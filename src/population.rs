//! Candidate solutions and populations.
//!
//! A [`Solution`] is a real-valued gene vector with a lazily computed
//! fitness. Lower fitness is better (minimization). The fitness is cached
//! as an `Option`: `None` means "not evaluated yet", and any mutable access
//! to the genes resets it to `None`.

use crate::eval::Evaluator;
use std::cmp::Ordering;
use std::ops::{Deref, Index};

/// A candidate solution to a continuous minimization problem.
#[derive(Debug, Clone, PartialEq)]
#[cfg_attr(feature = "serde", derive(serde::Serialize, serde::Deserialize))]
pub struct Solution {
    genes: Vec<f64>,
    fitness: Option<f64>,
}

impl Solution {
    /// Creates an unevaluated solution.
    pub fn new(genes: Vec<f64>) -> Self {
        Self {
            genes,
            fitness: None,
        }
    }

    /// Creates a solution with a known fitness.
    pub fn with_fitness(genes: Vec<f64>, fitness: f64) -> Self {
        Self {
            genes,
            fitness: Some(fitness),
        }
    }

    /// Number of genes.
    pub fn dimension(&self) -> usize {
        self.genes.len()
    }

    /// Read-only access to the genes.
    pub fn genes(&self) -> &[f64] {
        &self.genes
    }

    /// Mutable access to the genes. Invalidates the cached fitness.
    pub fn genes_mut(&mut self) -> &mut [f64] {
        self.fitness = None;
        &mut self.genes
    }

    /// Consumes the solution and returns its genes.
    pub fn into_genes(self) -> Vec<f64> {
        self.genes
    }

    /// Cached fitness, if the solution has been evaluated.
    pub fn fitness(&self) -> Option<f64> {
        self.fitness
    }

    /// Cached fitness, or `+inf` for unevaluated solutions.
    ///
    /// Used for ranking, where an unevaluated solution is never preferred.
    pub fn fitness_or_worst(&self) -> f64 {
        self.fitness.unwrap_or(f64::INFINITY)
    }

    /// Stores a freshly computed fitness.
    pub fn set_fitness(&mut self, fitness: f64) {
        self.fitness = Some(fitness);
    }

    /// Whether the cached fitness is authoritative.
    pub fn is_evaluated(&self) -> bool {
        self.fitness.is_some()
    }

    /// Discards the cached fitness.
    pub fn invalidate(&mut self) {
        self.fitness = None;
    }
}

/// Compares two solutions by fitness, best (lowest) first.
///
/// Unevaluated solutions sort last; NaN compares equal.
pub fn compare_fitness(a: &Solution, b: &Solution) -> Ordering {
    a.fitness_or_worst()
        .partial_cmp(&b.fitness_or_worst())
        .unwrap_or(Ordering::Equal)
}

/// Summary statistics over the fitness values of a population.
#[derive(Debug, Clone, Copy, PartialEq)]
#[cfg_attr(feature = "serde", derive(serde::Serialize, serde::Deserialize))]
pub struct PopulationStats {
    /// Number of members.
    pub size: usize,
    /// Lowest fitness.
    pub best: f64,
    /// Highest fitness.
    pub worst: f64,
    /// Mean fitness.
    pub mean: f64,
    /// Population standard deviation of the fitness.
    pub std_dev: f64,
}

/// An ordered collection of solutions of uniform dimension.
#[derive(Debug, Clone, PartialEq, Default)]
#[cfg_attr(feature = "serde", derive(serde::Serialize, serde::Deserialize))]
pub struct Population {
    members: Vec<Solution>,
}

impl Population {
    /// Creates an empty population.
    pub fn new() -> Self {
        Self::default()
    }

    /// Creates an empty population with room for `capacity` members.
    pub fn with_capacity(capacity: usize) -> Self {
        Self {
            members: Vec::with_capacity(capacity),
        }
    }

    /// Builds a population of unevaluated solutions from raw gene vectors.
    pub fn from_genes<I>(genes: I) -> Self
    where
        I: IntoIterator<Item = Vec<f64>>,
    {
        genes.into_iter().map(Solution::new).collect()
    }

    /// Appends a solution.
    pub fn push(&mut self, solution: Solution) {
        self.members.push(solution);
    }

    /// Removes every member.
    pub fn clear(&mut self) {
        self.members.clear();
    }

    /// Keeps only the first `len` members.
    pub fn truncate(&mut self, len: usize) {
        self.members.truncate(len);
    }

    /// Mutable access to the members.
    pub fn iter_mut(&mut self) -> std::slice::IterMut<'_, Solution> {
        self.members.iter_mut()
    }

    /// Consumes the population and returns its members.
    pub fn into_vec(self) -> Vec<Solution> {
        self.members
    }

    /// Dimension of the members, or `None` when the population is empty.
    pub fn dimension(&self) -> Option<usize> {
        self.members.first().map(Solution::dimension)
    }

    /// Whether every member has the same dimension.
    pub fn is_uniform(&self) -> bool {
        match self.dimension() {
            Some(d) => self.members.iter().all(|s| s.dimension() == d),
            None => true,
        }
    }

    /// Evaluates every member whose fitness is not cached.
    pub fn evaluate_all<E: Evaluator + ?Sized>(&mut self, evaluator: &E) {
        for solution in &mut self.members {
            evaluator.evaluate(solution);
        }
    }

    /// Sorts the members by fitness, best first.
    pub fn sort_by_fitness(&mut self) {
        self.members.sort_by(compare_fitness);
    }

    /// The member with the lowest fitness.
    pub fn best(&self) -> Option<&Solution> {
        self.members.iter().min_by(|a, b| compare_fitness(a, b))
    }

    /// Fitness statistics over the evaluated members.
    ///
    /// Returns `None` if no member has been evaluated.
    pub fn stats(&self) -> Option<PopulationStats> {
        let fitnesses: Vec<f64> = self.members.iter().filter_map(Solution::fitness).collect();
        if fitnesses.is_empty() {
            return None;
        }

        let n = fitnesses.len() as f64;
        let best = fitnesses.iter().cloned().fold(f64::INFINITY, f64::min);
        let worst = fitnesses.iter().cloned().fold(f64::NEG_INFINITY, f64::max);
        let mean = fitnesses.iter().sum::<f64>() / n;
        let variance = fitnesses.iter().map(|f| (f - mean).powi(2)).sum::<f64>() / n;

        Some(PopulationStats {
            size: self.members.len(),
            best,
            worst,
            mean,
            std_dev: variance.sqrt(),
        })
    }
}

impl Deref for Population {
    type Target = [Solution];

    fn deref(&self) -> &[Solution] {
        &self.members
    }
}

impl Index<usize> for Population {
    type Output = Solution;

    fn index(&self, index: usize) -> &Solution {
        &self.members[index]
    }
}

impl From<Vec<Solution>> for Population {
    fn from(members: Vec<Solution>) -> Self {
        Self { members }
    }
}

impl FromIterator<Solution> for Population {
    fn from_iter<I: IntoIterator<Item = Solution>>(iter: I) -> Self {
        Self {
            members: iter.into_iter().collect(),
        }
    }
}

impl Extend<Solution> for Population {
    fn extend<I: IntoIterator<Item = Solution>>(&mut self, iter: I) {
        self.members.extend(iter);
    }
}

impl IntoIterator for Population {
    type Item = Solution;
    type IntoIter = std::vec::IntoIter<Solution>;

    fn into_iter(self) -> Self::IntoIter {
        self.members.into_iter()
    }
}

impl<'a> IntoIterator for &'a Population {
    type Item = &'a Solution;
    type IntoIter = std::slice::Iter<'a, Solution>;

    fn into_iter(self) -> Self::IntoIter {
        self.members.iter()
    }
}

= EXERCISE DIRECTIONS =
For this exercise, please output exactly the lines above starting at the line with "Read-only access to the genes." and ending at the line with "pub fn fitness_or_worst(&self)", ends included.

= EXERCISE SOLUTION =
    /// Read-only access to the genes.
    pub fn genes(&self) -> &[f64] {
        &self.genes
    }

    /// Mutable access to the genes. Invalidates the cached fitness.
    pub fn genes_mut(&mut self) -> &mut [f64] {
        self.fitness = None;
        &mut self.genes
    }

    /// Consumes the solution and returns its genes.
    pub fn into_genes(self) -> Vec<f64> {
        self.genes
    }

    /// Cached fitness, if the solution has been evaluated.
    pub fn fitness(&self) -> Option<f64> {
        self.fitness
    }

    /// Cached fitness, or `+inf` for unevaluated solutions.
    ///
    /// Used for ranking, where an unevaluated solution is never preferred.
    pub fn fitness_or_worst(&self) -> f64 {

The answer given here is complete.